The Fix: Relaxing the Cache
Updated /etc/fstab:
//192.168.20.8/Content /mnt/Content cifs \
vers=3.0,\
cache=loose,\
actimeo=30,\
ro,\
noatime,\
hard,\
_netdev
What each change does:
cache=strict → cache=loose
strict validates with the server on every read. Safe for files that might change. Terrible for media files that haven’t changed in months.
loose caches aggressively. Perfect for read-only media directories.
actimeo=1 → actimeo=30
Instead of refreshing the cache every 1 second, now it refreshes every 30 seconds. That’s 30x fewer round-trips to the NAS.
soft → hard
soft mounts can timeout and fail. If the NAS is slow to respond, the mount gives up and returns an error.

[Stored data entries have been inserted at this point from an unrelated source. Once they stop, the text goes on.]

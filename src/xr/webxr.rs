#![cfg(web_sys_unstable_apis)]

#[allow(unused_imports)]
use log::{debug, error, info};
use std::cell::RefCell;
use std::collections::HashMap;
use std::rc::Rc;

use js_sys::{Object, Reflect};
use wasm_bindgen::prelude::*;
use web_sys::*;

use crate::input::Hand;
use crate::logging::printlog;
use crate::math::{Mat4, Mat4f, Quat, UnitQuat, UnitQuatf, Vec3f};

// Index of the xr-standard-trigger button in the gamepad mapping.
const TRIGGER_BUTTON: u32 = 0;

fn request_animation_frame(session: &XrSession, f: &Closure<dyn FnMut(f64, XrFrame)>) -> u32 {
    // This turns the Closure into a js_sys::Function
    // See https://rustwasm.github.io/wasm-bindgen/api/wasm_bindgen/closure/struct.Closure.html#casting-a-closure-to-a-js_sysfunction
    session.request_animation_frame(f.as_ref().unchecked_ref())
}

// We need to take care here because:
// * WebGL matrices are stored as an array in column-major order
// * nalgebra::Matrix4::new args are in row-major order
// https://developer.mozilla.org/en-US/docs/Web/API/XRRigidTransform/matrix
fn to_mat(v: &Vec<f32>) -> Mat4f {
    Mat4::new(
        v[0], v[4], v[8], v[12],
        v[1], v[5], v[9], v[13],
        v[2], v[6], v[10], v[14],
        v[3], v[7], v[11], v[15],
    )
}

fn to_pose(transform: &XrRigidTransform) -> (Vec3f, UnitQuatf) {
    let p = transform.position();
    let position = Vec3f::new(p.x() as f32, p.y() as f32, p.z() as f32);
    let o = transform.orientation();
    let rotation = Quat::new(o.w() as f32, o.x() as f32, o.y() as f32, o.z() as f32);
    (position, UnitQuat::new_normalize(rotation))
}

fn handedness_tag(source: &XrInputSource) -> String {
    let suffix = match source.handedness() {
        XrHandedness::Left => "left",
        XrHandedness::Right => "right",
        _ => "none",
    };
    format!("controller-{}", suffix)
}

fn trigger_pressed(source: &XrInputSource) -> bool {
    let Some(gamepad) = source.gamepad() else {
        return false;
    };
    let buttons = gamepad.buttons();
    if buttons.length() <= TRIGGER_BUTTON {
        return false;
    }
    GamepadButton::from(buttons.get(TRIGGER_BUTTON)).pressed()
}

fn create_webgl_context(xr_mode: bool) -> Result<WebGl2RenderingContext, JsValue> {
    let canvas = web_sys::window()
        .unwrap()
        .document()
        .unwrap()
        .get_element_by_id("canvas")
        .unwrap()
        .dyn_into::<HtmlCanvasElement>()
        .unwrap();

    let gl: WebGl2RenderingContext = if xr_mode {
        let gl_attribs = Object::new();
        Reflect::set(
            &gl_attribs,
            &JsValue::from_str("xrCompatible"),
            &JsValue::TRUE,
        )
        .unwrap();

        canvas
            .get_context_with_context_options("webgl2", &gl_attribs)?
            .unwrap()
            .dyn_into()?
    } else {
        canvas.get_context("webgl2")?.unwrap().dyn_into()?
    };

    Ok(gl)
}

pub struct WebXRApp {
    session: Rc<RefCell<XrSession>>,
    ref_space: Rc<RefCell<XrReferenceSpace>>,
}

impl WebXRApp {
    pub async fn new() -> Self {
        printlog("Starting WebGL2 for WebXR");

        let gl = create_webgl_context(true).unwrap();

        printlog("Starting WebXR...");
        let navigator: web_sys::Navigator = web_sys::window().unwrap().navigator();
        let xr = navigator.xr();
        let session_mode = XrSessionMode::ImmersiveVr;
        let session_supported_promise = xr.is_session_supported(session_mode);

        let supports_session =
            wasm_bindgen_futures::JsFuture::from(session_supported_promise).await;
        let supports_session = supports_session.unwrap();
        if supports_session == false {
            panic!("XR session not supported");
        }

        let session_init = XrSessionInit::new();
        let xr_session_promise = xr.request_session_with_options(session_mode, &session_init);
        let xr_session = wasm_bindgen_futures::JsFuture::from(xr_session_promise).await;
        let xr_session: XrSession = xr_session.unwrap().into();

        // The highlight outline pass needs a stencil on the session's GL
        // layer; the default layer omits it and outlines silently vanish
        // on the Quest browser.
        let mut layer_init = XrWebGlLayerInit::new();
        layer_init.stencil(true);
        let xr_gl_layer = XrWebGlLayer::new_with_web_gl2_rendering_context_and_layer_init(
            &xr_session,
            &gl,
            &layer_init,
        )
        .unwrap();
        let mut render_state_init = XrRenderStateInit::new();
        render_state_init.base_layer(Some(&xr_gl_layer));
        xr_session.update_render_state_with_state(&render_state_init);

        let ref_space_type = XrReferenceSpaceType::Local;
        let ref_space_promise = xr_session.request_reference_space(ref_space_type);
        let ref_space = wasm_bindgen_futures::JsFuture::from(ref_space_promise).await;
        let ref_space: XrReferenceSpace = ref_space.unwrap().into();

        let session = Rc::new(RefCell::new(xr_session));
        let ref_space = Rc::new(RefCell::new(ref_space));

        Self { session, ref_space }
    }

    pub fn start(&self, app: Rc<RefCell<crate::app::App>>) {
        let f = Rc::new(RefCell::new(None));
        let g = f.clone();

        let ref_space = self.ref_space.clone();
        let last_frame_time = Rc::new(RefCell::new(0.));
        // Trigger levels per controller tag, for pick edges and
        // connect/disconnect detection.
        let seen: Rc<RefCell<HashMap<String, bool>>> = Rc::new(RefCell::new(HashMap::new()));

        app.borrow_mut().set_xr_session_active(true);

        {
            let app = app.clone();
            let onend = Closure::<dyn FnMut(XrSessionEvent)>::new(move |_: XrSessionEvent| {
                app.borrow_mut().set_xr_session_active(false);
            });
            self.session
                .borrow()
                .set_onend(Some(onend.as_ref().unchecked_ref()));
            onend.forget();
        }

        let frame_app = app.clone();
        *g.borrow_mut() = Some(Closure::new(move |time: f64, frame: XrFrame| {
            let sess: XrSession = frame.session();
            let mut app = frame_app.borrow_mut();
            let ref_space = &ref_space.borrow();
            let mut seen = seen.borrow_mut();

            // Controller roster and trigger levels.
            let sources = sess.input_sources();
            let mut present: Vec<String> = Vec::new();
            for i in 0..sources.length() {
                let Some(source) = sources.get(i) else { continue };
                let tag = handedness_tag(&source);

                if !seen.contains_key(&tag) {
                    seen.insert(tag.clone(), false);
                    app.controller_connected(&tag);
                }

                let pressed = trigger_pressed(&source);
                app.set_controller_trigger(Hand::from_tag(&tag), pressed);

                // A fresh press doubles as the pointer-down: cast a pick ray
                // along the controller's target ray.
                let was_pressed = seen.get(&tag).copied().unwrap_or(false);
                if pressed && !was_pressed {
                    if let Some(pose) = frame.get_pose(&source.target_ray_space(), ref_space) {
                        let (origin, rotation) = to_pose(&pose.transform());
                        let dir = rotation * -Vec3f::z();
                        app.pointer_pick(origin, dir);
                    }
                }
                seen.insert(tag.clone(), pressed);
                present.push(tag);
            }

            let gone: Vec<String> = seen
                .keys()
                .filter(|tag| !present.contains(tag))
                .cloned()
                .collect();
            for tag in gone {
                seen.remove(&tag);
                app.controller_disconnected(&tag);
            }

            let delta_time =
                std::time::Duration::from_millis((time - *last_frame_time.borrow()) as u64);
            last_frame_time.replace(time);
            app.update_scene(delta_time);

            // One camera update per frame from the viewer pose; the external
            // renderer handles per-eye views itself.
            if let Some(viewer_pose) = frame.get_viewer_pose(ref_space) {
                let (position, rotation) = to_pose(&viewer_pose.transform());
                let projection = viewer_pose
                    .views()
                    .get(0)
                    .dyn_into::<XrView>()
                    .map(|view| to_mat(&view.projection_matrix()))
                    .unwrap_or_else(|_| Mat4::identity());
                app.update_camera(position, rotation, projection);
            }

            // Schedule ourself for another requestAnimationFrame callback.
            request_animation_frame(&sess, f.borrow().as_ref().unwrap());
        }));

        let session = &self.session.borrow();
        request_animation_frame(session, g.borrow().as_ref().unwrap());
    }
}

hard mounts wait indefinitely. For media streaming, reliability beats speed.
The Result
Hit play. No buffer. No stutter. Smooth.
Why Defaults Are Wrong for Media
Linux CIFS defaults prioritize safety over performance:
| Default | Why It Exists | Why It’s Wrong for Media |
|---|---|---|
cache=strict | Files might change | Movies don’t change |
actimeo=1 | Fresh metadata | Media metadata is static |
soft | Quick failure | Streaming needs reliability |
uid/gid=root | Security | Containers need access |
These defaults make sense for a corporate file server where documents change hourly. For a media library? They’re actively harmful.
The Complete fstab Template
Here’s what works for Plex + NAS:
# For read-only media shares
//nas-ip/Media /mnt/media cifs \
credentials=/etc/samba/credentials,\
uid=1000,\
gid=1000,\
file_mode=0755,\
dir_mode=0755,\
vers=3.0,\
cache=loose,\
actimeo=30,\
ro,\
noatime,\
hard,\
_netdev 0 0
Troubleshooting Checklist
Plex can’t find files:
- Check file ownership on the host (
ls -la /mnt/media) - Check ownership inside the container (
docker exec -it plex ls -la /media) - Add
uid=andgid=to mount options - Set
PUID/PGIDin container environment
Plex stutters during playback:
- Check
actimeovalue (mount | grep actimeo) - Check
cachesetting (should beloosefor media) - Increase
actimeoto 30 or higher - Use
hardmount for reliability
Both problems at once:
- Fix permissions first (you can’t test stuttering if files are invisible)
- Then tune cache settings
Two problems. Same root cause: bad mount options. Fix the fstab, fix the streaming.